AspectJ also supports other types of weaving, for example load-time weaving and runtime weaving. These are currently not supported by Spring Data Graph.
Neo4j is not only available in embedded mode, it can also be installed and run as a server that is accessed via a REST API. Spring Data Graph provides two-fold integration for infrastructure.
What is the use-case for writing server extensions? The REST API is a pretty generic representation of the Neo4j core API. It is nice for getting started and simple scenarios. For more involved solutions that require high speed and high volume access to the embedded graph database, writing a server extension that is able to process external parameters and return just the relevant information to the calling client is preferrable.
The Neo4j server has two built in extension mechanisms. It is possible to add extensions to existing endpoints like the graph database, nodes or relationships - add new URIs or methods to those. This is achieved by writing Server Plugins.

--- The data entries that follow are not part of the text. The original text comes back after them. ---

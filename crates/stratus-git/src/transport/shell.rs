//! Git command line strategy.

use std::ffi::OsString;
use std::path::Path;
use std::process::Stdio;
use std::time::Duration;

use async_trait::async_trait;
use tokio::process::Command;
use tracing::debug;

use super::GitTransport;
use crate::auth::AuthConfig;
use crate::config::GitSyncConfig;
use crate::error::GitSyncError;
use crate::refs::GitRef;

/// Loads the identity into the agent `ssh-agent` starts, then runs git with
/// the remaining arguments.
const SSH_AGENT_SCRIPT: &str = r#"ssh-add "$STRATUS_SSH_KEY" && exec git "$@""#;
const SSH_AGENT_SCRIPT_WITH_PASSPHRASE: &str =
    r#"printf '%s\n' "$STRATUS_SSH_PASSPHRASE" | ssh-add "$STRATUS_SSH_KEY" && exec git "$@""#;

/// Arguments for one git invocation, plus the credential-free form used in logs.
type GitArgs = (Vec<OsString>, String);

/// Runs clone and pull through the system `git` binary.
///
/// Every command is bounded by the configured timeout; a command that
/// overruns is killed and reported as [`GitSyncError::Timeout`].
#[derive(Debug, Clone)]
pub struct ShellTransport {
    repo: String,
    branch: GitRef,
    auth: AuthConfig,
    timeout: Duration,
}

impl ShellTransport {
    /// Creates a shell transport for `config`.
    pub fn new(config: &GitSyncConfig) -> Self {
        Self {
            repo: config.repo().to_string(),
            branch: config.git_ref(),
            auth: config.auth(),
            timeout: config.command_timeout(),
        }
    }

    /// Overrides the command timeout.
    pub fn with_timeout(mut self, timeout: Duration) -> Self {
        self.timeout = timeout;
        self
    }

    /// Builds a `git` invocation with `args`, wrapped in `ssh-agent` for SSH auth.
    fn git_command(&self, args: Vec<OsString>) -> Result<Command, GitSyncError> {
        let mut command = match &self.auth {
            AuthConfig::SshKey(ssh) => {
                ssh.check_identity()?;

                let script = if ssh.passphrase.is_some() {
                    SSH_AGENT_SCRIPT_WITH_PASSPHRASE
                } else {
                    SSH_AGENT_SCRIPT
                };

                let mut command = Command::new("ssh-agent");
                command
                    .args(["bash", "-c", script, "bash"])
                    .args(args)
                    .env("STRATUS_SSH_KEY", &ssh.private_key)
                    .env("GIT_SSH_COMMAND", ssh.ssh_command(false));
                if let Some(passphrase) = &ssh.passphrase {
                    command.env("STRATUS_SSH_PASSPHRASE", passphrase);
                }
                command
            },
            AuthConfig::None | AuthConfig::UsernamePassword { .. } | AuthConfig::Token { .. } => {
                let mut command = Command::new("git");
                command.args(args);
                command
            },
        };

        command
            .env("GIT_TERMINAL_PROMPT", "0")
            .stdin(Stdio::null())
            .stdout(Stdio::piped())
            .stderr(Stdio::piped())
            .kill_on_drop(true);

        Ok(command)
    }

    /// Runs `command`, returning its combined output.
    ///
    /// `shown` names the command in errors and must not carry credentials.
    async fn run(&self, shown: String, mut command: Command) -> Result<String, GitSyncError> {
        debug!("Running `{}`", shown);

        let child = command.spawn()?;
        let output = match tokio::time::timeout(self.timeout, child.wait_with_output()).await {
            Ok(output) => output?,
            // dropping the future drops the child, which kills it
            Err(_) => {
                return Err(GitSyncError::Timeout {
                    command: shown,
                    seconds: self.timeout.as_secs(),
                });
            },
        };

        let mut combined = String::from_utf8_lossy(&output.stdout).into_owned();
        combined.push_str(&String::from_utf8_lossy(&output.stderr));

        if output.status.success() {
            Ok(combined)
        } else {
            Err(GitSyncError::Command {
                command: shown,
                status: output.status.to_string(),
                output: combined.trim().to_string(),
            })
        }
    }
}

#[async_trait]
impl GitTransport for ShellTransport {
    fn name(&self) -> &'static str {
        "shell"
    }

    async fn clone_repo(&self, target: &Path) -> Result<(), GitSyncError> {
        let url = self.auth.clone_url(&self.repo)?;
        let (args, shown) = self.clone_args(url, target);

        self.run(shown, self.git_command(args)?).await.map(drop)
    }

    async fn pull_changes(&self, target: &Path) -> Result<(), GitSyncError> {
        for (args, shown) in self.pull_args(target) {
            let output = self.run(shown, self.git_command(args)?).await?;
            debug!("git pull of {}: {}", self.repo, output.trim());
        }
        Ok(())
    }
}

impl ShellTransport {
    /// `git clone --branch <name> --depth 1 <url> <target>`; `--branch` takes
    /// branch and tag names alike.
    fn clone_args(&self, url: String, target: &Path) -> GitArgs {
        let args = vec![
            "clone".into(),
            "--branch".into(),
            self.branch.name().into(),
            "--depth".into(),
            "1".into(),
            url.into(),
            target.as_os_str().to_owned(),
        ];
        let shown = format!(
            "git clone --branch {} --depth 1 {} {}",
            self.branch.name(),
            self.repo,
            target.display()
        );
        (args, shown)
    }

    /// A branch clone pulls. A tag clone has a detached HEAD, so the tag is
    /// fetched again and checked out.
    fn pull_args(&self, target: &Path) -> Vec<GitArgs> {
        let dir = target.as_os_str().to_owned();
        let at = target.display();

        match &self.branch {
            GitRef::Branch(_) => vec![(
                vec!["-C".into(), dir, "pull".into()],
                format!("git -C {} pull", at),
            )],
            GitRef::Tag(_) => {
                let full_name = self.branch.full_name();
                let refspec = format!("+{0}:{0}", full_name);
                vec![
                    (
                        vec![
                            "-C".into(),
                            dir.clone(),
                            "fetch".into(),
                            "--depth".into(),
                            "1".into(),
                            "origin".into(),
                            refspec.clone().into(),
                        ],
                        format!("git -C {} fetch --depth 1 origin {}", at, refspec),
                    ),
                    (
                        vec![
                            "-C".into(),
                            dir,
                            "checkout".into(),
                            "--force".into(),
                            "--detach".into(),
                            full_name.clone().into(),
                        ],
                        format!("git -C {} checkout --force --detach {}", at, full_name),
                    ),
                ]
            },
        }
    }
}
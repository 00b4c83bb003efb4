//! Ingestion settings.
//!
//! Settings are read from an optional file (YAML, JSON or TOML, picked by
//! extension) layered under `STRATUS__<SECTION>__<KEY>` environment
//! variables, then validated into a [`SourceConfig`].

use std::path::{Path, PathBuf};
use std::time::Duration;

use config::{Config, Environment, File};
use serde::{Deserialize, Serialize};
use stratus_core::{AccountFormat, ProviderKey, Result, StratusError};
use stratus_git::GitSyncConfig;

/// Environment variable prefix for settings overrides.
pub const ENV_PREFIX: &str = "STRATUS";

/// Top-level ingestion settings.
#[derive(Debug, Clone, Default, Serialize, Deserialize)]
#[serde(default)]
pub struct IngestionSettings {
    pub dir: DirSettings,
    pub url: UrlSettings,
    pub git: GitSettings,
}

/// Static directory source.
#[derive(Debug, Clone, Default, Serialize, Deserialize)]
#[serde(default)]
pub struct DirSettings {
    pub enabled: bool,
    pub path: Option<PathBuf>,
    pub file_prefix: FilePrefixes,
}

/// Single URL source.
#[derive(Debug, Clone, Default, Serialize, Deserialize)]
#[serde(default)]
pub struct UrlSettings {
    pub enabled: bool,
    pub url: Option<String>,
    /// `YAML` or `JSON`, case-insensitive. Required when enabled.
    pub format: Option<String>,
}

/// Git-backed directory source.
#[derive(Debug, Clone, Serialize, Deserialize)]
#[serde(default)]
pub struct GitSettings {
    pub enabled: bool,
    pub sync_interval_secs: u64,
    pub repo: Option<String>,
    pub branch: String,
    /// Defaults to a fresh directory under the system temp dir.
    pub local_clone_dir: Option<PathBuf>,
    pub repo_subdir: String,
    pub command_timeout_secs: u64,
    pub file_prefix: FilePrefixes,
    pub username: Option<String>,
    #[serde(skip_serializing)]
    pub password: Option<String>,
    #[serde(skip_serializing)]
    pub token: Option<String>,
    pub ssh_private_key_file_path: Option<PathBuf>,
    #[serde(skip_serializing)]
    pub ssh_private_key_passphrase: Option<String>,
    pub ssh_known_hosts_file_path: Option<PathBuf>,
    pub ssh_trust_unknown_hosts: bool,
}

impl Default for GitSettings {
    fn default() -> Self {
        Self {
            enabled: false,
            sync_interval_secs: 60,
            repo: None,
            branch: "master".to_string(),
            local_clone_dir: None,
            repo_subdir: String::new(),
            command_timeout_secs: 30,
            file_prefix: FilePrefixes::default(),
            username: None,
            password: None,
            token: None,
            ssh_private_key_file_path: None,
            ssh_private_key_passphrase: None,
            ssh_known_hosts_file_path: None,
            ssh_trust_unknown_hosts: false,
        }
    }
}

/// File name prefixes accepted by a directory scan.
///
/// A provider's source accepts files starting with `default` or with that
/// provider's own prefix.
#[derive(Debug, Clone, PartialEq, Eq, Serialize, Deserialize)]
#[serde(default)]
pub struct FilePrefixes {
    pub default: String,
    pub kubernetes: String,
    pub cloudfoundry: String,
    pub aws: String,
    pub ecs: String,
    pub docker_registry: String,
}

impl Default for FilePrefixes {
    fn default() -> Self {
        Self {
            default: "clouddriver".to_string(),
            kubernetes: "kube".to_string(),
            cloudfoundry: "cf".to_string(),
            aws: "aws".to_string(),
            ecs: "ecs".to_string(),
            docker_registry: "dockerRegistry".to_string(),
        }
    }
}

impl FilePrefixes {
    /// Returns the prefixes a source for `provider` accepts.
    pub fn prefixes(&self, provider: ProviderKey) -> Vec<String> {
        let own = match provider {
            ProviderKey::Kubernetes => &self.kubernetes,
            ProviderKey::CloudFoundry => &self.cloudfoundry,
            ProviderKey::Aws => &self.aws,
            ProviderKey::Ecs => &self.ecs,
            ProviderKey::DockerRegistry => &self.docker_registry,
        };

        [&self.default, own]
            .into_iter()
            .filter(|prefix| !prefix.is_empty())
            .cloned()
            .collect()
    }
}

/// The one source selected by validated settings.
#[derive(Debug, Clone)]
pub enum SourceConfig {
    Directory {
        path: PathBuf,
        prefixes: FilePrefixes,
    },
    Url {
        url: String,
        format: AccountFormat,
    },
    Git {
        config: GitSyncConfig,
        prefixes: FilePrefixes,
    },
}

impl SourceConfig {
    /// Returns the source kind for logs.
    pub fn kind(&self) -> &'static str {
        match self {
            SourceConfig::Directory { .. } => "dir",
            SourceConfig::Url { .. } => "url",
            SourceConfig::Git { .. } => "git",
        }
    }
}

impl IngestionSettings {
    /// Loads settings from an optional file and the process environment.
    pub fn load(path: Option<&Path>) -> Result<Self> {
        Self::load_from(path, Self::environment())
    }

    /// Loads settings from an optional file and an explicit environment layer.
    pub fn load_from(path: Option<&Path>, environment: Environment) -> Result<Self> {
        let mut builder = Config::builder();
        if let Some(path) = path {
            builder = builder.add_source(File::from(path));
        }

        builder
            .add_source(environment)
            .build()
            .and_then(|config| config.try_deserialize())
            .map_err(|e| StratusError::configuration("settings", e.to_string()))
    }

    /// The environment layer: `STRATUS__GIT__REPO` sets `git.repo`.
    pub fn environment() -> Environment {
        Environment::with_prefix(ENV_PREFIX)
            .prefix_separator("__")
            .separator("__")
            .try_parsing(true)
    }

    /// Checks that exactly one source is enabled and fully configured.
    pub fn validate(&self) -> Result<SourceConfig> {
        let enabled: Vec<&str> = [
            ("dir", self.dir.enabled),
            ("url", self.url.enabled),
            ("git", self.git.enabled),
        ]
        .into_iter()
        .filter_map(|(name, on)| on.then_some(name))
        .collect();

        match enabled.as_slice() {
            ["dir"] => self.dir.validate(),
            ["url"] => self.url.validate(),
            ["git"] => self.git.validate(),
            [] => Err(StratusError::configuration(
                "sources",
                "one of dir, url or git must be enabled",
            )),
            many => Err(StratusError::configuration(
                "sources",
                format!("only one source may be enabled, found {}", many.join(", ")),
            )),
        }
    }
}

impl DirSettings {
    fn validate(&self) -> Result<SourceConfig> {
        let path = self
            .path
            .clone()
            .filter(|p| !p.as_os_str().is_empty())
            .ok_or_else(|| StratusError::configuration("dir.path", "should not be empty"))?;

        Ok(SourceConfig::Directory {
            path,
            prefixes: self.file_prefix.clone(),
        })
    }
}

impl UrlSettings {
    fn validate(&self) -> Result<SourceConfig> {
        let url = self
            .url
            .as_deref()
            .map(str::trim)
            .filter(|u| !u.is_empty())
            .ok_or_else(|| StratusError::configuration("url.url", "should not be empty"))?;

        let parsed = reqwest::Url::parse(url)
            .map_err(|e| StratusError::configuration("url.url", format!("'{}' is not an absolute URL: {}", url, e)))?;
        if !matches!(parsed.scheme(), "file" | "http" | "https") {
            return Err(StratusError::configuration(
                "url.url",
                format!("unsupported scheme '{}'", parsed.scheme()),
            ));
        }

        let format = self
            .format
            .as_deref()
            .filter(|f| !f.trim().is_empty())
            .ok_or_else(|| StratusError::configuration("url.format", "should be one of [YAML, JSON]"))?
            .parse::<AccountFormat>()
            .map_err(|e| StratusError::configuration("url.format", e.to_string()))?;

        Ok(SourceConfig::Url {
            url: url.to_string(),
            format,
        })
    }
}

impl GitSettings {
    fn validate(&self) -> Result<SourceConfig> {
        let mut builder = GitSyncConfig::builder()
            .repo(self.repo.clone().unwrap_or_default())
            .branch(self.branch.clone())
            .repo_subdir(self.repo_subdir.clone())
            .sync_interval(Duration::from_secs(self.sync_interval_secs))
            .command_timeout(Duration::from_secs(self.command_timeout_secs))
            .ssh_trust_unknown_hosts(self.ssh_trust_unknown_hosts);

        if let Some(dir) = self.local_clone_dir.clone().filter(|p| !p.as_os_str().is_empty()) {
            builder = builder.local_clone_dir(dir);
        }
        if let Some(username) = &self.username {
            builder = builder.basic_auth(username.clone(), self.password.clone().unwrap_or_default());
        }
        if let Some(token) = &self.token {
            builder = builder.token(token.clone());
        }
        if let Some(key) = &self.ssh_private_key_file_path {
            builder = builder.ssh_auth(key.clone());
        }
        if let Some(passphrase) = &self.ssh_private_key_passphrase {
            builder = builder.ssh_passphrase(passphrase.clone());
        }
        if let Some(known_hosts) = &self.ssh_known_hosts_file_path {
            builder = builder.ssh_known_hosts(known_hosts.clone());
        }

        Ok(SourceConfig::Git {
            config: builder.build()?,
            prefixes: self.file_prefix.clone(),
        })
    }
}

For complete freedom in your implementation an unmanaged extension
might be the right solution. Unmanaged
extensions are Jersey resource implementations.

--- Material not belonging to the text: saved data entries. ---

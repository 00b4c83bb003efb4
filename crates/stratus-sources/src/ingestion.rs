//! The host-facing ingestion façade.

use std::sync::Arc;

use stratus_core::{AccountRecord, Result, StratusError, ValueResolver};
use stratus_git::{GitSyncEngine, SyncHandle};
use tracing::info;

use crate::directory::DirectorySource;
use crate::settings::{FilePrefixes, SourceConfig};
use crate::source::AccountSource;
use crate::url::UrlSource;

/// Builds account sources for every provider from one validated [`SourceConfig`].
///
/// In git mode the façade owns the sync engine; call [`start`](Self::start)
/// to begin cloning. Sources handed out before the first clone list nothing.
pub struct CredentialIngestion {
    source: SourceConfig,
    resolver: ValueResolver,
    engine: Option<Arc<GitSyncEngine>>,
}

impl CredentialIngestion {
    /// Creates the façade. In git mode this checks for `git` and clears the
    /// clone directory.
    pub async fn new(source: SourceConfig, resolver: ValueResolver) -> Result<Self> {
        let engine = match &source {
            SourceConfig::Git { config, .. } => Some(Arc::new(GitSyncEngine::new(config.clone()).await?)),
            _ => None,
        };

        info!("Account ingestion from {} source", source.kind());

        Ok(Self {
            source,
            resolver,
            engine,
        })
    }

    /// Creates a git-mode façade around an existing engine.
    pub fn from_engine(engine: Arc<GitSyncEngine>, prefixes: FilePrefixes, resolver: ValueResolver) -> Self {
        Self {
            source: SourceConfig::Git {
                config: engine.config().clone(),
                prefixes,
            },
            resolver,
            engine: Some(engine),
        }
    }

    /// Returns the git engine in git mode.
    pub fn git_engine(&self) -> Option<&Arc<GitSyncEngine>> {
        self.engine.as_ref()
    }

    /// Starts background git synchronization. Returns `None` outside git mode.
    pub fn start(&self) -> Option<SyncHandle> {
        self.engine.as_ref().map(GitSyncEngine::start)
    }

    /// Returns a source listing `T` accounts.
    pub fn source<T: AccountRecord>(&self) -> Result<Box<dyn AccountSource<T>>> {
        match &self.source {
            SourceConfig::Directory { path, prefixes } => Ok(Box::new(DirectorySource::<T>::new(
                path.clone(),
                prefixes.prefixes(T::PROVIDER),
                self.resolver.clone(),
            ))),
            SourceConfig::Url { url, format } => {
                Ok(Box::new(UrlSource::<T>::new(url, *format, self.resolver.clone())?))
            },
            SourceConfig::Git { prefixes, .. } => {
                let Some(engine) = &self.engine else {
                    return Err(StratusError::configuration("git", "no sync engine for git source"));
                };

                let source = DirectorySource::<T>::new(
                    engine.content_root(),
                    prefixes.prefixes(T::PROVIDER),
                    self.resolver.clone(),
                )
                .with_readiness(engine.state());
                Ok(Box::new(source))
            },
        }
    }
}

impl std::fmt::Debug for CredentialIngestion {
    fn fmt(&self, f: &mut std::fmt::Formatter<'_>) -> std::fmt::Result {
        f.debug_struct("CredentialIngestion")
            .field("source", &self.source.kind())
            .field("engine", &self.engine)
            .finish()
    }
}
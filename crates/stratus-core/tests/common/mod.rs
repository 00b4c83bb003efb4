#![allow(dead_code)]
use std::collections::HashMap;
use std::path::PathBuf;
use std::sync::Arc;

use stratus_core::{AccountFormat, AccountFormatParser, AccountRecord, ValueResolver};

/// Returns the path of a file under `tests/fixtures`.
pub fn fixture_path(name: &str) -> PathBuf {
    PathBuf::from(env!("CARGO_MANIFEST_DIR"))
        .join("tests")
        .join("fixtures")
        .join(name)
}

/// Reads a fixture file.
/// Panics if the file doesn't exist (intended for tests).
pub fn fixture(name: &str) -> Vec<u8> {
    std::fs::read(fixture_path(name)).expect("Failed to read test fixture")
}

/// Builds a parser whose format matches the fixture's extension.
pub fn parser_for<T: AccountRecord>(name: &str) -> AccountFormatParser<T> {
    let format = AccountFormat::infer_from_path(&fixture_path(name));
    AccountFormatParser::new(format, ValueResolver::default())
}

/// Builds a resolver that substitutes placeholders from `pairs` only.
pub fn resolver_with(pairs: &[(&str, &str)]) -> ValueResolver {
    let vars: HashMap<String, String> = pairs
        .iter()
        .map(|(k, v)| (k.to_string(), v.to_string()))
        .collect();
    ValueResolver::default().with_variables(Arc::new(vars))
}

The resources constructors or methods can get the GraphDatabaseService
injected to execute the
necessary operations and return appropriate Representations.

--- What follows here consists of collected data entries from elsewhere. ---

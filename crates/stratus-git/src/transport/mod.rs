//! Clone and pull strategies.
//!
//! Two implementations exist: [`ShellTransport`] drives the system `git`
//! binary, [`EmbeddedTransport`] uses gix. [`select_transport`] checks for
//! `git` once and picks the shell strategy when it is available.

mod embedded;
mod shell;

use std::path::Path;
use std::process::Stdio;
use std::sync::Arc;
use std::time::Duration;

use async_trait::async_trait;
use tokio::process::Command;
use tracing::{info, warn};

pub use embedded::EmbeddedTransport;
pub use shell::ShellTransport;

use crate::config::GitSyncConfig;
use crate::error::GitSyncError;

/// A way of materializing the account repository on disk.
#[async_trait]
pub trait GitTransport: Send + Sync {
    /// Returns the strategy name for logs.
    fn name(&self) -> &'static str;

    /// Clones the repository into `target`, which exists and is empty.
    async fn clone_repo(&self, target: &Path) -> Result<(), GitSyncError>;

    /// Brings an existing clone at `target` up to date.
    async fn pull_changes(&self, target: &Path) -> Result<(), GitSyncError>;
}

/// Returns true if `git --version` succeeds within `timeout`.
pub async fn git_available(timeout: Duration) -> bool {
    let mut command = Command::new("git");
    command
        .arg("--version")
        .stdin(Stdio::null())
        .stdout(Stdio::piped())
        .stderr(Stdio::null())
        .kill_on_drop(true);

    match tokio::time::timeout(timeout, command.output()).await {
        Ok(Ok(output)) if output.status.success() => {
            info!(
                "Found {}",
                String::from_utf8_lossy(&output.stdout).trim()
            );
            true
        },
        Ok(Ok(output)) => {
            warn!("`git --version` exited with {}", output.status);
            false
        },
        Ok(Err(e)) => {
            info!("git command not available: {}", e);
            false
        },
        Err(_) => {
            warn!("`git --version` didn't finish after {:?}", timeout);
            false
        },
    }
}

/// Picks the transport for `config`, preferring the system `git` binary.
pub async fn select_transport(config: &GitSyncConfig) -> Arc<dyn GitTransport> {
    if git_available(config.command_timeout()).await {
        info!("Using git command line to sync {}", config.repo());
        Arc::new(ShellTransport::new(config))
    } else {
        info!("Using embedded git library to sync {}", config.repo());
        Arc::new(EmbeddedTransport::new(config))
    }
}
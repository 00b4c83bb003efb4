//! URL account source.

use std::time::Duration;

use async_trait::async_trait;
use reqwest::{Client, Url};
use stratus_core::{AccountFormat, AccountFormatParser, AccountRecord, Result, StratusError, ValueResolver};
use tracing::debug;

use crate::source::AccountSource;

const REQUEST_TIMEOUT: Duration = Duration::from_secs(30);

/// Reads accounts from a single resource addressed by URL.
///
/// `file://` URLs are read from disk, `http` and `https` URLs with a GET.
/// The payload is parsed with the configured format on every call. Unlike the
/// directory source, a failure surfaces to the caller.
pub struct UrlSource<T> {
    url: Url,
    parser: AccountFormatParser<T>,
    client: Client,
}

impl<T: AccountRecord> UrlSource<T> {
    /// Creates a source for `url`. Fails on a malformed URL.
    pub fn new(url: &str, format: AccountFormat, resolver: ValueResolver) -> Result<Self> {
        let url = Url::parse(url)
            .map_err(|e| StratusError::configuration("url.url", format!("invalid URL '{}': {}", url, e)))?;

        let client = Client::builder()
            .timeout(REQUEST_TIMEOUT)
            .build()
            .map_err(|e| StratusError::configuration("url.url", format!("unable to build HTTP client: {}", e)))?;

        Ok(Self {
            url,
            parser: AccountFormatParser::new(format, resolver),
            client,
        })
    }

    async fn fetch(&self) -> Result<Vec<u8>> {
        match self.url.scheme() {
            "file" => {
                let path = self
                    .url
                    .to_file_path()
                    .map_err(|()| StratusError::fetch_error(self.url.as_str(), "not a local file path"))?;

                tokio::fs::read(&path)
                    .await
                    .map_err(|e| StratusError::fetch_error_with_cause(self.url.as_str(), "read failed", e))
            },
            "http" | "https" => {
                let response = self
                    .client
                    .get(self.url.clone())
                    .send()
                    .await
                    .map_err(|e| StratusError::fetch_error_with_cause(self.url.as_str(), "request failed", e))?;

                let status = response.status();
                if !status.is_success() {
                    return Err(StratusError::fetch_error(
                        self.url.as_str(),
                        format!("unexpected status {}", status),
                    ));
                }

                let body = response
                    .bytes()
                    .await
                    .map_err(|e| StratusError::fetch_error_with_cause(self.url.as_str(), "reading body failed", e))?;
                Ok(body.to_vec())
            },
            other => Err(StratusError::fetch_error(
                self.url.as_str(),
                format!("unsupported scheme '{}'", other),
            )),
        }
    }
}

#[async_trait]
impl<T: AccountRecord> AccountSource<T> for UrlSource<T> {
    fn name(&self) -> &str {
        self.url.as_str()
    }

    async fn list(&self) -> Result<Vec<T>> {
        let bytes = self.fetch().await?;
        let accounts = self.parser.parse(&bytes, self.url.as_str())?;
        debug!("Read {} {} accounts from {}", accounts.len(), T::PROVIDER, self.url);
        Ok(accounts)
    }
}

Both kinds of extensions have to be packaged as a jar and added to the Neo4j-Server's plugin directory.
Server Plugins are picked up at server startup when they provide the necessary
META-INF.services/org.neo4j.server.plugins.ServerPlugin
file for Javas service loader mechanism.
Unmanaged extensions have to be registered with the Neo4j Server configuration.
org.neo4j.server.thirdparty_jaxrs_classes=com.example.mypackage=/my-context
Running Spring Data Graph on the server is easy. You need to tell the server where to find the Spring Context file, and which beans from it to expose, using what type:
public class HelloWorldInitializer extends SpringPluginInitializer { public HelloWorldInitializer() { super(new String[]{"spring/helloWorldServer-Context.xml"}, Pair.of("worldRepository", WorldRepository.class), Pair.of("graphRepositoryFactory", GraphRepositoryFactory.class)); } }
Now, your resources can be annotated with the beans they need, like this:
@Path( "/path" ) @POST @Produces( MediaType.APPLICATION_JSON ) public void foo( @Context WorldRepository repo ) { ... }
The SpringPluginInitializer
merges the graph database service
with the spring configuration and registers the named beans as jersey Injectables.
It is still necessary to list the initializer fully qualified class name in a
file named META-INF/services/org.neo4j.server.plugins.PluginLifecycle. Then the Neo4j Server can pick up
and run the initialization classes before the the extensions are loaded.
Spring Data Graph can use the Java Rest Bindings which come as a drop in replacement for the
GraphDatabaseService API. Just by configuring the graphDatabaseService
to be a
RestGraphDatabaseService
pointing to the correct URL, a Neo4j-REST server can be used.
The Neo4j REST API does not allow keeping transactions open, which means that SDG is not transactional when running against REST.
To set up your project to use the REST bindings, add this dependency to your pom.xml:
Example 26.1. REST-Client configuration - pom.xml
<dependency> <groupId>org.springframework.data</groupId> <artifactId>spring-data-neo4j-rest</artifactId> <version>1.0.0.RC1</version> </dependency>
Now, you set up the normal SDG configuration, but point the database to an URL instead of a local file, like this:
Example 26.2. REST-Client configuration - application context
<datagraph:config graphDatabaseService="graphDatabaseService"/> <bean id="graphDatabaseService" class="org.neo4j.rest.graphdb.RestGraphDatabase"> <constructor-arg value="http://localhost:7474/db/data/"/> </bean>
Your project is now set up to work against a remote Neo4j Server.